### [Exercise prompt]
Out of the lines below, please list those that hold the string "merged".

Extracted material section start

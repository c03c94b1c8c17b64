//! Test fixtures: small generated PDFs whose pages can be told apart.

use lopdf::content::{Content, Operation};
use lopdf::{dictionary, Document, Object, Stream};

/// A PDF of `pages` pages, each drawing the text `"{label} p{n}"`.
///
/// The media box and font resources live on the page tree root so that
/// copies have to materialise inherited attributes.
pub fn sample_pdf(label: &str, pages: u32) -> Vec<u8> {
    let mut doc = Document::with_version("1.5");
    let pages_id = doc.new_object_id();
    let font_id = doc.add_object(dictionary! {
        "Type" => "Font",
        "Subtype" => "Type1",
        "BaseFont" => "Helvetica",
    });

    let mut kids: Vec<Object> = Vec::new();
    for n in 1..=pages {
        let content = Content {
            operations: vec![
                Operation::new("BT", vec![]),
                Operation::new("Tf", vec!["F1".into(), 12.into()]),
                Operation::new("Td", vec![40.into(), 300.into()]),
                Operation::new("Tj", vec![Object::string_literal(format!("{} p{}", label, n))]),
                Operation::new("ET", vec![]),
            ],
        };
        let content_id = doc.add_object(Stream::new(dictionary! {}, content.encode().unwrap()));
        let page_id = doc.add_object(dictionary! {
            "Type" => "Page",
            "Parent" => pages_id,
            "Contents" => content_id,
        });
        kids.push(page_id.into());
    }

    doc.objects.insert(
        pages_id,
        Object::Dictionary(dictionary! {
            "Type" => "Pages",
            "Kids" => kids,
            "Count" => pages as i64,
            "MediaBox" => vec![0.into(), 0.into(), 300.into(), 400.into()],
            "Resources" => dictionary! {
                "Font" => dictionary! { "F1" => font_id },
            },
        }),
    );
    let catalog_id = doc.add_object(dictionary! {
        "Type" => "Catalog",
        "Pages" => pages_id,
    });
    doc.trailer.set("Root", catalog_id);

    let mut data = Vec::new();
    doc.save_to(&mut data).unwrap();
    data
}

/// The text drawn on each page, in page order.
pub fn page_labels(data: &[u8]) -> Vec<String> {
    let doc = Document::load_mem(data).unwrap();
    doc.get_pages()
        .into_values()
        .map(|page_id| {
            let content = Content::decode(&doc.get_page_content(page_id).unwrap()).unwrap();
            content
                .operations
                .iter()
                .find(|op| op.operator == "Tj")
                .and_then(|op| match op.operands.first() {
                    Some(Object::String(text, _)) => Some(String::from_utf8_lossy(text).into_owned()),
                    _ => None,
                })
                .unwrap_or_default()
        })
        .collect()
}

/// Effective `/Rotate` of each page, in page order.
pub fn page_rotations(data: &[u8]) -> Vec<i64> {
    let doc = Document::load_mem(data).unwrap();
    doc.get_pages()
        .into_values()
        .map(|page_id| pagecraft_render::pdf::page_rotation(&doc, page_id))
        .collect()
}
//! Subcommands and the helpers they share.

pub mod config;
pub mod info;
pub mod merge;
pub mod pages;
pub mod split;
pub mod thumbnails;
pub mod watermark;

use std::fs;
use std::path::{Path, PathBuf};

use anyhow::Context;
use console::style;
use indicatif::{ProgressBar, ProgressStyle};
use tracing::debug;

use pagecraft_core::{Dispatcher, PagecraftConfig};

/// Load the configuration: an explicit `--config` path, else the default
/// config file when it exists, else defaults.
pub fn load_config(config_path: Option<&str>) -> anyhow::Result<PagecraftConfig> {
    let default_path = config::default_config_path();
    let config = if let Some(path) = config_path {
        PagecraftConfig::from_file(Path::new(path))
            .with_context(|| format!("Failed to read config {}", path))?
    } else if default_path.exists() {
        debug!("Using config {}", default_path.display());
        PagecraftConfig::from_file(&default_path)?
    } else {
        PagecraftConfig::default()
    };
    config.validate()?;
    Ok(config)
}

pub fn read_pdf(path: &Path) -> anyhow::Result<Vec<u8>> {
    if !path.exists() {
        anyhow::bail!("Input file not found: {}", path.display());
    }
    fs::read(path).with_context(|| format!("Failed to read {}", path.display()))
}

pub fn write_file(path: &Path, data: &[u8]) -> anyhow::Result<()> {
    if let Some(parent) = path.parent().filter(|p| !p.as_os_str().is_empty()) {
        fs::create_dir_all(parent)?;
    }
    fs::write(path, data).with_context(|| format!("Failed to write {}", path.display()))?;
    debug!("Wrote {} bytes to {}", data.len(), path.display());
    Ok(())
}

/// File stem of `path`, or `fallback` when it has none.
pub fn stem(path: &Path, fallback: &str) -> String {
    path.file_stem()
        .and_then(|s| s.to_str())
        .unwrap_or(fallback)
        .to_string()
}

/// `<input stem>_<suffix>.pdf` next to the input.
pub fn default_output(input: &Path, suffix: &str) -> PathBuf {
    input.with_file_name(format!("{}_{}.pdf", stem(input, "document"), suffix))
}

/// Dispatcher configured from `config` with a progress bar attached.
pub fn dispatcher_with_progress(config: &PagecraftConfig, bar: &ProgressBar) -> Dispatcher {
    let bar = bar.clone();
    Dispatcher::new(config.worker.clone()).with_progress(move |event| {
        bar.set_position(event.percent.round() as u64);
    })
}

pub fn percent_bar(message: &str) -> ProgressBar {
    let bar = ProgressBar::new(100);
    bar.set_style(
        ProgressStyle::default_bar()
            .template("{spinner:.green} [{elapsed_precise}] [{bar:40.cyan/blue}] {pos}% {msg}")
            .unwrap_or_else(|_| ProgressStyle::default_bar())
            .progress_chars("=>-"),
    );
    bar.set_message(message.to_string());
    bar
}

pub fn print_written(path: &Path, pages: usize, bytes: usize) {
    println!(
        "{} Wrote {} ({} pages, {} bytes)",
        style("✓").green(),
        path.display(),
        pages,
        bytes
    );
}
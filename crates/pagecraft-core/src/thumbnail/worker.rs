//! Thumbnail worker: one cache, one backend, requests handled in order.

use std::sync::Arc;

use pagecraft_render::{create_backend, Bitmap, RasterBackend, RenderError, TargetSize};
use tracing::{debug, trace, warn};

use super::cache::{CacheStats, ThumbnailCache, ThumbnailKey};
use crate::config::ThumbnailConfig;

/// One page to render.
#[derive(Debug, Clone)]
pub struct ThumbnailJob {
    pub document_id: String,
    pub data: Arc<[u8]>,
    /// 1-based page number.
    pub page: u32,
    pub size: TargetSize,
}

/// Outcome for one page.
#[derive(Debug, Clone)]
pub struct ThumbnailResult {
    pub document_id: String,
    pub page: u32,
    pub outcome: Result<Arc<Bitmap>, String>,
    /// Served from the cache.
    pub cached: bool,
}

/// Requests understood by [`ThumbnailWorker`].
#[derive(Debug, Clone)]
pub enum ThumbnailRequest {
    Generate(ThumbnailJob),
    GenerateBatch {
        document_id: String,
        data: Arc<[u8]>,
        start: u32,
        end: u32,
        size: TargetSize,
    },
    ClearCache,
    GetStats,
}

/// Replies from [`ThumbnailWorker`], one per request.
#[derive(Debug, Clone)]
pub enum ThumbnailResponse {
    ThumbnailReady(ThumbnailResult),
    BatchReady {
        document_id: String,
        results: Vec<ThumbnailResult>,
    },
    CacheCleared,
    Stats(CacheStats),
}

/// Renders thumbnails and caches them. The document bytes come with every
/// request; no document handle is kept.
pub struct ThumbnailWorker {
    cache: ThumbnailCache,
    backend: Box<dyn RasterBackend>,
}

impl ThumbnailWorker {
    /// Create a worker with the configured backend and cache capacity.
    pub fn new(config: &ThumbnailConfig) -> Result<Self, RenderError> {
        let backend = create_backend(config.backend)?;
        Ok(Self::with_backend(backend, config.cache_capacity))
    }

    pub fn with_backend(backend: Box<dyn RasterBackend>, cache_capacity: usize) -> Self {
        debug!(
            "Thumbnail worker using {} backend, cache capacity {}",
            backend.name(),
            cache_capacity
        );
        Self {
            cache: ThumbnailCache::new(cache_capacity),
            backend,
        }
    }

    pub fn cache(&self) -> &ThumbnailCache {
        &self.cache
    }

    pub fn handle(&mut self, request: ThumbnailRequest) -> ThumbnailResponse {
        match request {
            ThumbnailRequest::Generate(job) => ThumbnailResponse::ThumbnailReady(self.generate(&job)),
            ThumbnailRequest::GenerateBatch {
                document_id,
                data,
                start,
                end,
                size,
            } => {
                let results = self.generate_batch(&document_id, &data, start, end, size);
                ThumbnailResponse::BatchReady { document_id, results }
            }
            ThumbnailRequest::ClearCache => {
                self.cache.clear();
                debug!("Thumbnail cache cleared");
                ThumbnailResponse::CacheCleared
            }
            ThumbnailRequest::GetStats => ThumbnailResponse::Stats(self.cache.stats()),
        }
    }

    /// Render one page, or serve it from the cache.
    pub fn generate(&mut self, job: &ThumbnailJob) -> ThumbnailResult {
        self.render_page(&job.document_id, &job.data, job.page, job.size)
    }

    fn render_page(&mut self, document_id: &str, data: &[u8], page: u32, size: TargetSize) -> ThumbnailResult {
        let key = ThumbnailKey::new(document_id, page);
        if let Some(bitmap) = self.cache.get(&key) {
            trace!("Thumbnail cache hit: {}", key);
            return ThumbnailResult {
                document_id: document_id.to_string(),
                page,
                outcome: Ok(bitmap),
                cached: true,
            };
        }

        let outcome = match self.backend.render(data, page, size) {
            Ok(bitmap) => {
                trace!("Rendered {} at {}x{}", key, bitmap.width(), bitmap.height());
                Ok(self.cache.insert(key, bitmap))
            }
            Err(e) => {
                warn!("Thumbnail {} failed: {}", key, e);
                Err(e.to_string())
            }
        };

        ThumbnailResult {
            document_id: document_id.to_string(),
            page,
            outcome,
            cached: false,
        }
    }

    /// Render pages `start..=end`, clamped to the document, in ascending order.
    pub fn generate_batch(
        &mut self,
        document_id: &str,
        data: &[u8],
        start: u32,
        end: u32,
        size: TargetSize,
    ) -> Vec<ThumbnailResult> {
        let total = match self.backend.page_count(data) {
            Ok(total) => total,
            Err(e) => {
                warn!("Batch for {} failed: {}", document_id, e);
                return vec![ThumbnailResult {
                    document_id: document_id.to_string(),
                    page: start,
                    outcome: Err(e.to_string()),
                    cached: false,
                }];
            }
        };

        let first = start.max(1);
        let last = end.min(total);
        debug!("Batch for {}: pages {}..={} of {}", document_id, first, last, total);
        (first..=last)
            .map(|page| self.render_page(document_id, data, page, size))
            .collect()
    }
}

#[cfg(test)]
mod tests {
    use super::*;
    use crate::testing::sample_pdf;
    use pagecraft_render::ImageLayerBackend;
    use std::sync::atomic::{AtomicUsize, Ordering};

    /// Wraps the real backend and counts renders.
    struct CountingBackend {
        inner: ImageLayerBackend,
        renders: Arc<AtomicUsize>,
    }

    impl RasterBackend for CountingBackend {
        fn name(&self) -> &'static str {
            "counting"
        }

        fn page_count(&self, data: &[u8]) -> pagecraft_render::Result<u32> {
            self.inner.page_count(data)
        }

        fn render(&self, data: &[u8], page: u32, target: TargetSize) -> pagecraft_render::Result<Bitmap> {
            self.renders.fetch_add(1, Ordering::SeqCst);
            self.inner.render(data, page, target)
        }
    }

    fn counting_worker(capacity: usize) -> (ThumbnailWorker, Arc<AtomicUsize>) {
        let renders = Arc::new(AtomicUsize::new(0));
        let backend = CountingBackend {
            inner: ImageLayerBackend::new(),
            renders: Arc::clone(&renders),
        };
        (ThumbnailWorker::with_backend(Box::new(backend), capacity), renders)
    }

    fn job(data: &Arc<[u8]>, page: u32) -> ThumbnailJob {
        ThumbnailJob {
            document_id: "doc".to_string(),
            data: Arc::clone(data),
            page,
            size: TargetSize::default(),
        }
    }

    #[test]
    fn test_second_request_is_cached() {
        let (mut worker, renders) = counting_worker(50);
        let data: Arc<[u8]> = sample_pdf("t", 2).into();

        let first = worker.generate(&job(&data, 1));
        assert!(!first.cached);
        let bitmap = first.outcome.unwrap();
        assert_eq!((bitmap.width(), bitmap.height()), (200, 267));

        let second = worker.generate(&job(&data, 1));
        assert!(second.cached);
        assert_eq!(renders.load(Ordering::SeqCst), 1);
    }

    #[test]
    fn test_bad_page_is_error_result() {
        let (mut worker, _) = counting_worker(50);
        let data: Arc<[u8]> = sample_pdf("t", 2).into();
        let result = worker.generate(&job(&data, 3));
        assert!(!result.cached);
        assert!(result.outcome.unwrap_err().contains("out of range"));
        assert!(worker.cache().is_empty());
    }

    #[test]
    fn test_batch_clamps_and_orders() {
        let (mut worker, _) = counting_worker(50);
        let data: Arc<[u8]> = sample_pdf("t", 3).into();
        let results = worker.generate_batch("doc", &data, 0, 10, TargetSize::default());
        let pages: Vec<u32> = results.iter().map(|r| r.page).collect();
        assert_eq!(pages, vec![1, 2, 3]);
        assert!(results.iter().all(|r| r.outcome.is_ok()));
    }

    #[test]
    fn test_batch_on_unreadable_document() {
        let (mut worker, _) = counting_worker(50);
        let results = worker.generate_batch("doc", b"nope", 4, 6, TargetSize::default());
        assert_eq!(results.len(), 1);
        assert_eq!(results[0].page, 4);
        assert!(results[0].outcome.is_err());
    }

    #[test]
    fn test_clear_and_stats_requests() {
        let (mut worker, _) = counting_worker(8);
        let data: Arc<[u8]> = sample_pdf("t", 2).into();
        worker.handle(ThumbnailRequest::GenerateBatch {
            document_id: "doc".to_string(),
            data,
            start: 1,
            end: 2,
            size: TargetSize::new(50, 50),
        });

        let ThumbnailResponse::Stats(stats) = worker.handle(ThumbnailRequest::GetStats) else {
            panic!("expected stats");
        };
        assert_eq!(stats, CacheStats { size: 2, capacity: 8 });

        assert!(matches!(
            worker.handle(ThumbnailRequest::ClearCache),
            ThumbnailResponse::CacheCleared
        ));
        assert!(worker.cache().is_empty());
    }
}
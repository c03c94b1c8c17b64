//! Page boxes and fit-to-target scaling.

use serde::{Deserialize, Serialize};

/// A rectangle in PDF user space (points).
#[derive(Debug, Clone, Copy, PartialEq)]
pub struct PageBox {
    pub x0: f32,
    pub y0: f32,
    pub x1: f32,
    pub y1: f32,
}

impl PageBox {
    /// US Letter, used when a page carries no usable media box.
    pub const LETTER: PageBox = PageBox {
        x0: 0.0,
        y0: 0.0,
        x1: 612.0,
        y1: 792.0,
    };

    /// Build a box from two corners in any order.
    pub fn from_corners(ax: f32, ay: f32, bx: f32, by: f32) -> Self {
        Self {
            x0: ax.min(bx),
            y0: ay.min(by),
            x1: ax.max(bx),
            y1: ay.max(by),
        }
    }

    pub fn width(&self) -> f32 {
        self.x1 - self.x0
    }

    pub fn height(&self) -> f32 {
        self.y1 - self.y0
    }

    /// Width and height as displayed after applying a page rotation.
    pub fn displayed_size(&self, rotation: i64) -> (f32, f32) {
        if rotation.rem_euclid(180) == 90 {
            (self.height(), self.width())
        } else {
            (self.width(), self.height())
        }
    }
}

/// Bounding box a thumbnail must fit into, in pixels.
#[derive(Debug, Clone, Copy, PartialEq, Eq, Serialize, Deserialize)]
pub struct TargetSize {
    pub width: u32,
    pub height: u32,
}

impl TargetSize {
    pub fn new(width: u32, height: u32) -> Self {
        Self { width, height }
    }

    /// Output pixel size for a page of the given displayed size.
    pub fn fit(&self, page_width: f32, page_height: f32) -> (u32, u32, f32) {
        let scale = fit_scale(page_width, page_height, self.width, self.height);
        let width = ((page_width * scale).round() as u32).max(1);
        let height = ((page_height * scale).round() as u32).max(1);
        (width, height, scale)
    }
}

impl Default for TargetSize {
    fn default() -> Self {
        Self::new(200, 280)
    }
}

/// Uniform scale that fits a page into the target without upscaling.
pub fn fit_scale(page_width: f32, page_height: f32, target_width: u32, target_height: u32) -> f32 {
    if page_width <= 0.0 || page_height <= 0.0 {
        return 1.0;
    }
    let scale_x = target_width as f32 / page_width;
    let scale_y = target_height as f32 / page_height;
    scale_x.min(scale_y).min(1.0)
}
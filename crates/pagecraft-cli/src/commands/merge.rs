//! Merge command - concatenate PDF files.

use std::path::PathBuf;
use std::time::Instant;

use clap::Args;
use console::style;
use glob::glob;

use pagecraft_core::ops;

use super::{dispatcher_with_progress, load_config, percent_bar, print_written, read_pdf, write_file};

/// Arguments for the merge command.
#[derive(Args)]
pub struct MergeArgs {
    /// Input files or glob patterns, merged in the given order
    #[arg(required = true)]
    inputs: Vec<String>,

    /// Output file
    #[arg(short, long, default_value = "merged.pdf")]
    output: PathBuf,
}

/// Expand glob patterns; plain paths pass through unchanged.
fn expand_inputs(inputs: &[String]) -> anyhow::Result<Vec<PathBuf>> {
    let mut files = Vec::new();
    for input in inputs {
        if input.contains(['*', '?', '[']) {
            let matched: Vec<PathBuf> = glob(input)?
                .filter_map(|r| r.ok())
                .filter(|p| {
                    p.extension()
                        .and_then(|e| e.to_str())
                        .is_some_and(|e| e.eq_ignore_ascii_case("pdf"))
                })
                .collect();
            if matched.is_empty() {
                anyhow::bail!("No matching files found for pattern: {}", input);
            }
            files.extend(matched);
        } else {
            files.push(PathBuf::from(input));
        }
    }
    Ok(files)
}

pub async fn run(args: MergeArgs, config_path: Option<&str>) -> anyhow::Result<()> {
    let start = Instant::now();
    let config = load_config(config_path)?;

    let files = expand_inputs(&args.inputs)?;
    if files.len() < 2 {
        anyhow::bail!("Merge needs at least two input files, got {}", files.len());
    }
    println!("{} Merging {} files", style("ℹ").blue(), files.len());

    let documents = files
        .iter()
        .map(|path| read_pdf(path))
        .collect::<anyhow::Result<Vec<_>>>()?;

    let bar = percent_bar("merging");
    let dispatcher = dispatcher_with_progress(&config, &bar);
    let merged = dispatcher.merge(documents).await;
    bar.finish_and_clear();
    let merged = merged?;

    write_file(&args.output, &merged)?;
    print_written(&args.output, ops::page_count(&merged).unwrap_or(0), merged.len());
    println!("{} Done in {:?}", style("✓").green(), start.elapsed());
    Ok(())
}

Extracted material section end

### [Exercise solution]
    /// Input files or glob patterns, merged in the given order
    #[arg(short, long, default_value = "merged.pdf")]
    let merged = dispatcher.merge(documents).await;
    let merged = merged?;
    write_file(&args.output, &merged)?;
    print_written(&args.output, ops::page_count(&merged).unwrap_or(0), merged.len());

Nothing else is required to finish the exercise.